Another study in the Puglia Region of Southern Italy notes that the stresses of hot climate and drought, which is typically found in Mediterranean areas, affect the adaptability of vegetation species on restored landfills. The researchers of the study note that the Puglia region is "the most drought-ridden of Italy and a dry Mediterranean macroclimate characterizes the area", with an average annual precipitation of 500–700 mm and an annual average temperature of 16.8 °C. The study consisted of planting eight herbaceous species (four legumes: Hedysarum coronarium, Trifolium repens, Medicago sativa, Lotus corniculatus, and four grasses: Festuca sp., Lolium perenne, Dactylis glomerata, Bromus sp.). The results show that only three legumes H. coronarium, M. sativa and L. corniculatus grew successfully based on their growth, ground cover, and bloom, whereas the T. repens was not successful, and that the four grasses showed low ground cover and withered during the dry seasonal periods. Ultimately, maintaining appropriate soil moisture by using a drop irrigation system contributed to the survival of certain species during the summer dry periods, which indicates that the survival of plants on restored landfills in Mediterranean climate is plausible.

=== United Kingdom ===
A study done for nine restored landfill sites in East Midlands, United Kingdom shows the potential for restored landfill sites to increase pollinator populations in flower-rich grasslands. On these sites, there was a total of 63 species of insect pollinated plants found, with 19 found exclusively on the restored sites compared to the reference sites. Due to these plants, 41 insect species were found on the restored sites, in which 405 individual insects were counted. The most abundant native pollinators of all species were two species of bumblebees: the Bombus terretris and Bombus lapidarius. The success to the abundance of plants and insects found on these restored sites is mainly attributed to the new policies implemented in the United Kingdom to regulate landfill restoration in addition to improved restoration practices. Additionally, the success of these restored sites is also due to the use of insect pollinated plants on the land which then contributes to the pollination of other flowering plants - ultimately proving that landfill restoration provides an excellent resource in improving populations of pollinator insects.
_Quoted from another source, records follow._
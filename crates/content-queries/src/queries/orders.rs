use content_client::{fetch_optional, ContentClient};
use content_groq::{FieldPath, Filter, GroqQuery, Operand, Projection, Slice};
use serde::Deserialize;
use serde_json::Value;

use crate::{DocumentId, OrderItem, QueryError};

/// The `items` of one order, each with its product expanded to `_id` and `name`.
pub fn order_items_query(order_id: &DocumentId) -> Result<GroqQuery, QueryError> {
    let item = Projection::new().spread().nested(
        "product",
        FieldPath::attr("product").deref(),
        Projection::new().fields(&["_id", "name"]),
    );

    let query = GroqQuery::of_type("order")
        .filter(Filter::eq(FieldPath::attr("_id"), Operand::param("id")))
        .slice(Slice::first())
        .project(Projection::new().nested("items", FieldPath::attr("items").each(), item))
        .param("id", Value::String(order_id.to_string()))
        .map_err(content_client::ContentError::from)?;
    Ok(query)
}

#[derive(Deserialize)]
struct OrderItems {
    #[serde(default, deserialize_with = "crate::models::nulls_skipped_or_empty")]
    items: Vec<OrderItem>,
}

/// Line items of an order, or `None` if the order does not exist.
#[tracing::instrument(level = "debug", skip(client, order_id), fields(order = %order_id))]
pub async fn fetch_order_items<C>(
    client: &C,
    order_id: &DocumentId,
) -> Result<Option<Vec<OrderItem>>, QueryError>
where
    C: ContentClient + ?Sized,
{
    let order: Option<OrderItems> = fetch_optional(client, &order_items_query(order_id)?).await?;
    Ok(order.map(|o| o.items))
}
== Areas of further research ==

=== Canada ===
Parc Frédéric-Back, located in Montréal, is a former limestone quarry which was also used as a landfill site that recently became transformed into a public park, with its completion expected in 2026. This site contains approximately 40 million tons of landfill waste since its initiation in 1986 until it was closed in 2009. The Master Plan of the park is expected to include a meadow, a forest, terraces, and a Crown area that hosts the cultural, sports and industrial-commercial-poles, in addition to the 17 entrances to the park. The objectives of the Master Plan include increasing knowledge of environmental rehabilitation, enhancing the quality of life of the surrounding residents, and protecting and improving biodiversity in Montréal—the latter which has yet to be evaluated since the construction of the park is still fairly new.